Employees are paid living wages starting at $20 per hour. Aligned with the corporate emphasis on inclusivity, job applicants need not submit resumes, so many are “justice-involved individuals.” Matisse explained from the outside Asheville looks like a bastion of “liberal happiness,” but when one looks deeper, one finds the BIPOC population, which his company is trying to empower. $25,000 of the county’s grant is subject to East Fork’s hiring of persons from groups identified in its economic development policy. That is, if the company doesn’t keep individuals traditionally stigmatized as hard-to-hire on the payroll for three years, they won’t get the county cash.

Two spoke during public comment. The YMI Cultural Center’s Director of Economic and Workforce Development Philip Cooper told how he helps the hard-to-hire with job placement. To address the achievement gap, East Fork hired three graduates of Asheville High who didn’t go to college, only one of whom proved, “not job-ready.” 

Cooper further said he was surprised when Love mentioned the county’s policy only calling for the hiring of low-level offenders because East Fork has hired violent offenders, who he described as having served their time and now needing to provide for their families. Cooper added it is easy for white men to get jobs when they get out of prison, but almost impossible for Black men.

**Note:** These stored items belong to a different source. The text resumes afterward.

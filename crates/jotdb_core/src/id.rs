//! Record id generation.
//!
//! Ids combine a millisecond timestamp with a cryptographically random
//! suffix: `{unix_millis}-{8 hex chars}`. The timestamp prefix keeps
//! directory listings roughly sorted by creation time; the random suffix
//! makes collisions between uncoordinated concurrent writers statistically
//! negligible. Uniqueness is not enforced — callers that need a strict
//! guarantee should pair this with an existence check.

use rand::rngs::OsRng;
use rand::RngCore;
use std::time::{SystemTime, UNIX_EPOCH};

/// Generates a new record id.
///
/// The result contains only characters from the sanitizer's safe set, so
/// it can be used as a filename without further transformation.
#[must_use]
pub fn generate() -> String {
    let millis = SystemTime::now()
        .duration_since(UNIX_EPOCH)
        .unwrap_or_default()
        .as_millis();

    format!("{millis}-{:08x}", OsRng.next_u32())
}
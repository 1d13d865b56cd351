//! Store configuration.

use std::path::PathBuf;

/// Configuration for opening a store.
///
/// All state is explicit; there are no process-wide defaults beyond the
/// values below.
#[derive(Debug, Clone)]
pub struct StoreConfig {
    /// Directory under which all collections live.
    pub base_dir: PathBuf,

    /// Permission bits applied to record files (Unix only).
    pub file_mode: u32,

    /// Permission bits applied to collection directories (Unix only).
    pub dir_mode: u32,

    /// Whether record files are pretty-printed. Disabling this produces
    /// compact single-line JSON.
    pub pretty: bool,
}

impl StoreConfig {
    /// Creates a configuration rooted at the given base directory.
    pub fn new(base_dir: impl Into<PathBuf>) -> Self {
        Self {
            base_dir: base_dir.into(),
            file_mode: 0o640,
            dir_mode: 0o750,
            pretty: true,
        }
    }

    /// Sets the permission bits for record files.
    #[must_use]
    pub const fn file_mode(mut self, mode: u32) -> Self {
        self.file_mode = mode;
        self
    }

    /// Sets the permission bits for collection directories.
    #[must_use]
    pub const fn dir_mode(mut self, mode: u32) -> Self {
        self.dir_mode = mode;
        self
    }

    /// Sets whether record files are pretty-printed.
    #[must_use]
    pub const fn pretty(mut self, value: bool) -> Self {
        self.pretty = value;
        self
    }
}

The chamber of commerce’s Director of Business Recruitment and Economic Development April Brown repeated what Love had said about having been, for the last three years, in conversations with East Fork about equitable hiring practices. She said the company, “has dedicated staff, 100% focused on equitable hiring, building relationships in the community, building a partnership model that calls into question every layer in the system.”

The unassuming East Fork Pottery factory will be undergoing renovation and expansion, with a lot of the work taking place inside the people it hires. Photo submitted.

In Other Matters –

The commissioners approved what will be known as the Homeowner’s Grant program. Last month, they were presented with a proposal that they sent back for refinement with public input. At first, staff had suggested setting aside $300,000 for grants of up to $1,000 to help cover tax increases affecting destitute homeowners. These grants would only be available to primary residences owned for at least one year by persons means-verified to be earning up to 80 percent of AMI. 

Members of the public suggested, among other things, that the awards not be disbursed on a first-come, first-serve basis but that the county deploy “culturally-competent outreach,” or even that enrollment be automatic. It was also suggested that a person would have to live in their home for at least 25 years, or that an heir’s family’s years of residence should count toward ownership requirements. Other requests were that the awards be made only in areas impacted by urban renewal or Opportunity Zones and that they are equal to 30 percent of the total tax bill.

The input didn’t seem to weave into the staff’s revised product. The second iteration proposed a cap of $250, expanded the applicability to housing costs as well as the tax bill, and increased the minimum duration of residency to five years. Commissioner Jasmine Beach-Ferrara, considering that the average increase in property taxes was in the range of $200-$300, suggested raising the cap to $300. Commissioner Robert Pressley, in the minority, would have preferred to keep the cap lower so more, and more low-income, people could benefit. The number of persons needing assistance was not yet available.

The City of Asheville is contributing $150,000 to the program with grants capped at $200. The city and county grants cannot be combined with overlapping forms.